Enredo é a quase total falta de enredo. Há a trivialidade, as conversas, o desenrolar dos dias e uma capacidade de em toda essa trivialidade dar o essencial dos dias. Drabble ri. “Pois é. Nada acontece além da vida, mas não é preciso mais do que isso. É só ter pessoas diferentes a viver as suas vidas em justaposição. Num romance, podemos escrever de forma muito mais matizada, de um modo muito mais complicado; podemos pôr muitos pontos de vista. Um romancista deve representar pontos de vista diferentes. Claro que a minha posição ética pode ser lida através do romance. Quando se faz jornalismo, está-se noutro mundo, podemos dizer muito directamente se aprovamos ou não Guantánamo, ou a morte assistida; precisamos de afirmar a nossa posição. Num romance podem dizer-se verdades que não se poderiam dizer numa memória ou biografia porque não seriam aceitáveis. Este não é um livro político, mas quis que tivesse a consciência de que este é o pano de fundo da Europa contra o qual devemos lutar.”

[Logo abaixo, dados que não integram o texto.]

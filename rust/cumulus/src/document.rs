use std::path::Path;
use std::sync::Arc;

use cumulus_dimension::{Dimension, DimensionSet, ElementKind, Group, Vocabulary};
use cumulus_model::{Catalog, ModelError, Value};
use cumulus_relation::{
    Exponent, MacroRelation, RelationType, TranslationError, TranslationFailure,
};
use cumulus_units::{Dimensions, Unit, UnitDefinition, UnitRegistry};
use indexmap::IndexMap;
use serde::{Deserialize, Serialize};

use crate::CumulusError;

/// An authored description of everything a calculation needs.
///
/// Keywords are plain strings everywhere; they are interned when the
/// document is [loaded](Document::load).
#[derive(Debug, Clone, Default, PartialEq, Serialize, Deserialize)]
pub struct Document {
    /// Base units to register on top of the pipeline's units.
    #[serde(default)]
    pub units: Vec<UnitDocument>,
    /// Elementary flow types.
    #[serde(default)]
    pub flow_types: Vec<FlowTypeDocument>,
    /// Impact types and their flow weights.
    #[serde(default)]
    pub impact_types: Vec<ImpactTypeDocument>,
    /// Groups of processes and coefficients.
    #[serde(default)]
    pub groups: Vec<GroupDocument>,
    /// Coefficient values.
    #[serde(default)]
    pub coefficients: Vec<CoefficientDocument>,
    /// Processes with declared flows.
    #[serde(default)]
    pub processes: Vec<ProcessDocument>,
    /// Relations between groups.
    #[serde(default)]
    pub relations: Vec<RelationDocument>,
}

/// A base unit.
#[derive(Debug, Clone, PartialEq, Serialize, Deserialize)]
pub struct UnitDocument {
    /// Base symbol, without `.` or `^`.
    pub symbol: String,
    /// Multiplier into the reference unit of its dimension.
    pub factor: f64,
    /// Physical dimension exponents.
    #[serde(default)]
    pub dimensions: Dimensions,
}

/// An elementary flow type.
#[derive(Debug, Clone, PartialEq, Serialize, Deserialize)]
pub struct FlowTypeDocument {
    /// Unique name.
    pub name: String,
    /// Unit flows of this type are declared in.
    pub unit: Unit,
}

/// An impact type.
#[derive(Debug, Clone, PartialEq, Serialize, Deserialize)]
pub struct ImpactTypeDocument {
    /// Unique name.
    pub name: String,
    /// Unit of the score.
    pub unit: Unit,
    /// Weight of each contributing flow type, by name.
    #[serde(default)]
    pub components: IndexMap<String, Value>,
}

/// A group.
#[derive(Debug, Clone, PartialEq, Serialize, Deserialize)]
pub struct GroupDocument {
    /// Unique name, referenced by relations.
    pub name: String,
    /// Keywords of each dimension.
    #[serde(default)]
    pub dimensions: Vec<Vec<String>>,
    /// Keywords shared by every element.
    #[serde(default)]
    pub common_keywords: Vec<String>,
    /// Unit of every element.
    pub unit: Unit,
    /// Whether the elements are processes or coefficients.
    pub kind: ElementKind,
}

/// A coefficient.
#[derive(Debug, Clone, PartialEq, Serialize, Deserialize)]
pub struct CoefficientDocument {
    /// Keywords of its coordinate.
    pub coordinate: Vec<String>,
    /// Unit of the value.
    pub unit: Unit,
    /// The value and its relative uncertainty.
    #[serde(flatten)]
    pub value: Value,
}

/// A process and its declared flows.
#[derive(Debug, Clone, PartialEq, Serialize, Deserialize)]
pub struct ProcessDocument {
    /// Keywords of its coordinate.
    pub coordinate: Vec<String>,
    /// Unit of one unit of activity.
    pub unit: Unit,
    /// Declared flows, by flow type name.
    #[serde(default)]
    pub flows: IndexMap<String, Value>,
}

/// A relation between three groups.
#[derive(Debug, Clone, PartialEq, Serialize, Deserialize)]
pub struct RelationDocument {
    /// Name used in reports.
    pub name: String,
    /// Name of the source group.
    pub source: String,
    /// Name of the coefficient group.
    pub coefficient: String,
    /// Name of the destination group.
    pub destination: String,
    /// `1` (default) or `-1`.
    #[serde(default)]
    pub exponent: Exponent,
    /// Free-form label, `dependency` by default.
    #[serde(default)]
    pub relation_type: RelationType,
}

/// A [`Document`] turned into the structures the pipeline operates on.
#[derive(Debug, Clone)]
pub struct Model {
    /// Every keyword mentioned by groups, coefficients and processes.
    pub vocabulary: Vocabulary,
    /// Groups by name, in document order.
    pub groups: IndexMap<String, Arc<Group>>,
    /// Declared flow types, impact types, coefficients and processes.
    pub catalog: Catalog,
    /// Relations between groups, in document order.
    pub relations: Vec<MacroRelation>,
    /// Relations left out because they name an undefined group.
    pub failures: Vec<TranslationFailure>,
}

impl Document {
    /// Parses a document from JSON.
    pub fn from_json(json: &str) -> Result<Self, CumulusError> {
        Ok(serde_json::from_str(json)?)
    }

    /// Reads a document from a JSON file.
    pub fn from_path(path: impl AsRef<Path>) -> Result<Self, CumulusError> {
        Self::from_json(&read_to_string(path.as_ref())?)
    }

    /// Registers the document's units in `registry`.
    pub fn define_units(&self, registry: &mut UnitRegistry) -> Result<(), CumulusError> {
        for unit in &self.units {
            registry.define(
                unit.symbol.clone(),
                UnitDefinition {
                    factor: unit.factor,
                    dimensions: unit.dimensions.clone(),
                },
            )?;
        }
        Ok(())
    }

    /// Builds groups, the catalog and the macro relations.
    ///
    /// A relation naming an undefined group is recorded in
    /// [`Model::failures`] and left out.
    pub fn load(&self) -> Result<Model, CumulusError> {
        let mut vocabulary = Vocabulary::new();
        let mut catalog = Catalog::new();

        for flow_type in &self.flow_types {
            catalog.add_flow_type(flow_type.name.clone(), flow_type.unit.clone())?;
        }

        for impact_type in &self.impact_types {
            catalog.add_impact_type(
                impact_type.name.clone(),
                impact_type.unit.clone(),
                impact_type
                    .components
                    .iter()
                    .map(|(flow, weight)| (flow.as_str(), *weight)),
            )?;
        }

        let mut groups = IndexMap::new();
        for group in &self.groups {
            if groups.contains_key(&group.name) {
                return Err(CumulusError::DuplicateGroup(group.name.clone()));
            }

            let dimensions = group
                .dimensions
                .iter()
                .map(|keywords| intern(&mut vocabulary, keywords))
                .collect::<Result<Vec<_>, _>>()?;

            let loaded = Group::new(
                group.name.clone(),
                DimensionSet::try_from_dimensions(dimensions)?,
                intern(&mut vocabulary, &group.common_keywords)?,
                group.unit.clone(),
                group.kind,
            );
            groups.insert(group.name.clone(), Arc::new(loaded));
        }

        for coefficient in &self.coefficients {
            catalog.add_coefficient(
                intern(&mut vocabulary, &coefficient.coordinate)?,
                coefficient.unit.clone(),
                coefficient.value,
            )?;
        }

        for process in &self.processes {
            let id = catalog.add_process(
                intern(&mut vocabulary, &process.coordinate)?,
                process.unit.clone(),
            );
            for (flow, value) in &process.flows {
                let flow = catalog
                    .flow_type_id(flow)
                    .ok_or_else(|| ModelError::UnknownFlowType(flow.clone()))?;
                catalog.declare_flow(id, flow, *value)?;
            }
        }

        let mut relations = Vec::with_capacity(self.relations.len());
        let mut failures = Vec::new();
        for relation in &self.relations {
            match relation.link(&groups) {
                Ok(loaded) => relations.push(loaded),
                Err(error) => {
                    tracing::warn!(relation = %relation.name, %error, "Skipping relation");
                    failures.push(TranslationFailure {
                        relation: relation.name.clone(),
                        error,
                    });
                }
            }
        }

        Ok(Model {
            vocabulary,
            groups,
            catalog,
            relations,
            failures,
        })
    }
}

impl RelationDocument {
    fn link(
        &self,
        groups: &IndexMap<String, Arc<Group>>,
    ) -> Result<MacroRelation, TranslationError> {
        let group = |name: &String| {
            groups
                .get(name)
                .cloned()
                .ok_or_else(|| TranslationError::UnknownGroup(name.clone()))
        };

        Ok(MacroRelation {
            name: self.name.clone(),
            source: group(&self.source)?,
            coefficient: group(&self.coefficient)?,
            destination: group(&self.destination)?,
            exponent: self.exponent,
            relation_type: self.relation_type.clone(),
        })
    }
}

fn intern(vocabulary: &mut Vocabulary, keywords: &[String]) -> Result<Dimension, CumulusError> {
    keywords
        .iter()
        .map(|keyword| vocabulary.intern(keyword))
        .collect::<Result<Dimension, _>>()
        .map_err(CumulusError::from)
}

pub(crate) fn read_to_string(path: &Path) -> Result<String, CumulusError> {
    std::fs::read_to_string(path).map_err(|source| CumulusError::Io {
        path: path.display().to_string(),
        source,
    })
}

#[cfg(test)]
mod tests {
    use super::*;
    use cumulus_dimension::DimensionError;
    use pretty_assertions::assert_eq;
    use testresult::TestResult;

    const DOCUMENT: &str = r#"{
        "flow_types": [{ "name": "CO2", "unit": "kg" }],
        "groups": [
            {
                "name": "heat",
                "dimensions": [["gas", "oil"]],
                "common_keywords": ["heat"],
                "unit": "MJ",
                "kind": "process"
            },
            {
                "name": "efficiency",
                "dimensions": [["gas", "oil"]],
                "common_keywords": ["efficiency"],
                "unit": "1",
                "kind": "coefficient"
            }
        ],
        "coefficients": [
            { "coordinate": ["efficiency", "gas"], "unit": "1", "value": 0.9, "uncertainty": 0.05 }
        ],
        "processes": [
            { "coordinate": ["heat", "gas"], "unit": "MJ", "flows": { "CO2": { "value": 0.06 } } }
        ],
        "relations": [
            { "name": "boiler", "source": "heat", "coefficient": "efficiency", "destination": "heat", "exponent": -1 }
        ]
    }"#;

    #[test]
    fn it_loads_groups_elements_and_relations() -> TestResult {
        let model = Document::from_json(DOCUMENT)?.load()?;

        assert_eq!(model.groups.len(), 2);
        assert_eq!(model.groups["heat"].coordinates().len(), 2);
        assert_eq!(model.catalog.coefficient_count(), 1);
        assert_eq!(model.catalog.process_count(), 1);

        let relation = &model.relations[0];
        assert_eq!(relation.exponent, Exponent::Inverse);
        assert_eq!(relation.relation_type, RelationType::default());
        assert!(Arc::ptr_eq(&relation.source, &model.groups["heat"]));
        assert!(model.failures.is_empty());

        // "heat", "gas", "oil", "efficiency"
        assert_eq!(model.vocabulary.len(), 4);
        Ok(())
    }

    #[test]
    fn it_skips_relations_to_unknown_groups() -> TestResult {
        let mut document = Document::from_json(DOCUMENT)?;
        document.relations[0].destination = "cooling".to_owned();

        let model = document.load()?;

        assert!(model.relations.is_empty());
        assert_eq!(
            model.failures,
            vec![TranslationFailure {
                relation: "boiler".to_owned(),
                error: TranslationError::UnknownGroup("cooling".to_owned()),
            }]
        );
        Ok(())
    }

    #[test]
    fn it_rejects_empty_dimensions() -> TestResult {
        let mut document = Document::from_json(DOCUMENT)?;
        document.groups[0].dimensions.push(Vec::new());

        assert!(matches!(
            document.load(),
            Err(CumulusError::Dimension(DimensionError::EmptyDimension))
        ));
        Ok(())
    }

    #[test]
    fn it_rejects_flows_of_unknown_types() -> TestResult {
        let mut document = Document::from_json(DOCUMENT)?;
        document.processes[0]
            .flows
            .insert("methane".to_owned(), Value::exact(1.0));

        assert!(matches!(
            document.load(),
            Err(CumulusError::Model(ModelError::UnknownFlowType(flow))) if flow == "methane"
        ));
        Ok(())
    }

    #[test]
    fn it_registers_document_units() -> TestResult {
        let document = Document::from_json(
            r#"{ "units": [{ "symbol": "MWh", "factor": 3600.0, "dimensions": { "energy": 1 } }] }"#,
        )?;
        let mut registry = UnitRegistry::standard();

        document.define_units(&mut registry)?;

        assert!(registry.contains("MWh"));
        Ok(())
    }
}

Sobe a Maré Negra é ficção, mas Drabble diz que é a sua última ficção. Não sabia disso quando o escreveu, sabe agora. “Muitas coisas aconteceram desde então. Ao longo do último ano tenho feito crítica literária, mas não quero escrever mais ficção criativa. A minha filha morreu há dois anos [Rebecca Swift, consultora editorial] depois deste livro, e eu estava a meio de outro e não o quis terminar. E já não o quero fazer. Não sei se alguma vez recuperarei, mas não irei terminar esse livro. Na ficção, é preciso entrar em nós mesmos e agora há nisso muita tristeza e não quero escrever sobre isso. Não agora.”

Falar com Margaret Drabble é ir sabendo da história de um tempo. A amizade com Vanessa Redgrave, a irreverência das décadas de 60 e 70, a secularização da sociedade britânica, a preocupação de gente comum, os que andam pelas ruas, pelos transportes públicos que frequenta, as conversas que ouve nos autocarros e anota na sua cabeça. Os silêncios ou a trágica falta do que dizer no maior dos lutos. “Não sou uma pessoa religiosa, por isso não faço as minhas orações, mas digo os meus poemas e isso é uma espécie de oração. Quando a minha filha morreu, a poesia foi o meu grande conforto. Ela adorava poesia e escrevia poesia; tinha um volume para ser publicado e os poemas eram uma espécie de ligação com ela, e continuam a ser. Digo muito deles a mim mesma. A poesia é a minha religião.”